Buy Stunt and read the Page 45 review here

Transmetropolitan Book 2 s/c (£24-99, Vertigo) by Warren Ellis & Darick Robertson

DC has recently been repackaging its slimmer Vertigo volumes into heftier editions, and this combines the third and fourth – YEAR OF THE BASTARD and NEW SCUM – for little more money than those single editions. It also includes the one-shot TRANSMETROPOLITAN: I HATE IT HERE.

Year Of The Bastard

“You want to know about voting. I’m here to tell you about voting.
“Imagine you’re locked in a huge underground nightclub filled with sinners, whores, freaks and unnameable things that rape pit bulls for fun. And you ain’t allowed out until you all vote on what you’re going to do tonight. You’d like to put your feet up and watch “Republican Party Reservation.” They like to have sex with normal people using knives, guns, and brand-new sexual organs that you did not know existed. So you vote for television, and everyone else, as far as your eye can see, votes to fuck you with switchblades.
“That’s voting. You’re welcome.”

Very helpful, Spider. Thank you.

Spider Jerusalem has a second unwilling assistant foisted upon him by his editor. She’s called Yelena, but don’t expect him to remember that. Worse still his editor is demanding that Jerusalem sinks himself back into the quagmire of politics for the opposition party’s Presidential nominations. That will require an awful lot of drugs.
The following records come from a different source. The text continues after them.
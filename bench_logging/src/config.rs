use std::path::PathBuf;

use bench_config::groups::log::ConfigValueGroup as LogConfigGroup;
use utils::normalized_path_from_user_string;

#[derive(Clone, Debug, PartialEq)]
pub enum LoggingMode {
    Directory(PathBuf),
    File(PathBuf),
    Console,
}

#[derive(Clone, Debug, PartialEq)]
pub struct LoggingConfig {
    pub logging_mode: LoggingMode,
    pub use_json: bool,
    pub prefix: String,
    pub version: String,
}

impl LoggingConfig {
    /// Build the logging setup from the `log` config group.  With no destination configured, logs go to
    /// the console so they interleave with the benchmark report on stderr.
    pub fn from_config(version: String, log: &LogConfigGroup) -> LoggingConfig {
        let logging_mode = match &log.dest {
            Some(log_dest) if !log_dest.trim().is_empty() => {
                let path = normalized_path_from_user_string(log_dest);

                if log_dest.ends_with('/')
                    || (cfg!(windows) && log_dest.ends_with('\\'))
                    || (path.exists() && path.is_dir())
                {
                    LoggingMode::Directory(path)
                } else {
                    LoggingMode::File(path)
                }
            },
            _ => LoggingMode::Console,
        };

        let use_json = {
            if let Some(format) = &log.format {
                format.to_ascii_lowercase().trim() == "json"
            } else {
                logging_mode != LoggingMode::Console
            }
        };

        Self {
            logging_mode,
            use_json,
            prefix: log.prefix.clone(),
            version,
        }
    }
}

#[cfg(test)]
mod tests {
    use super::*;

    fn group(dest: Option<&str>, format: Option<&str>) -> LogConfigGroup {
        let mut g = LogConfigGroup::default();
        g.dest = dest.map(str::to_owned);
        g.format = format.map(str::to_owned);
        g
    }

    #[test]
    fn test_console_by_default() {
        let cfg = LoggingConfig::from_config("v".into(), &group(None, None));
        assert_eq!(cfg.logging_mode, LoggingMode::Console);
        assert!(!cfg.use_json);

        let cfg = LoggingConfig::from_config("v".into(), &group(Some("  "), None));
        assert_eq!(cfg.logging_mode, LoggingMode::Console);
    }

    #[test]
    fn test_file_and_directory_modes() {
        let cfg = LoggingConfig::from_config("v".into(), &group(Some("/tmp/linkbench_logs/"), None));
        assert!(matches!(cfg.logging_mode, LoggingMode::Directory(_)));
        assert!(cfg.use_json);

        let dir = tempfile::tempdir().unwrap();
        let existing = dir.path().to_str().unwrap().to_owned();
        let cfg = LoggingConfig::from_config("v".into(), &group(Some(&existing), Some("text")));
        assert_eq!(cfg.logging_mode, LoggingMode::Directory(dir.path().to_path_buf()));
        assert!(!cfg.use_json);

        let file = dir.path().join("bench.log");
        let cfg = LoggingConfig::from_config("v".into(), &group(Some(file.to_str().unwrap()), None));
        assert_eq!(cfg.logging_mode, LoggingMode::File(file));
    }

    #[test]
    fn test_json_on_console_when_requested() {
        let cfg = LoggingConfig::from_config("v".into(), &group(None, Some(" JSON ")));
        assert_eq!(cfg.logging_mode, LoggingMode::Console);
        assert!(cfg.use_json);
    }
}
First up is Senator Gary Callahan, sitting there with his rictus grin behind both a political director and a political consultant who squabble. It’s Tony Blair, and he’s a fake.



But the alternative is far worse: a racist fear-monger whose rallies sound like Nuremberg. What’s an uncompromising campaigning journalist to do? Manipulate the least awful option into promising hard policy on physical problems because someone has to oust the incumbent President somewhere down the line. Unfortunately for Spider there are more unfortunate truths to be uncovered.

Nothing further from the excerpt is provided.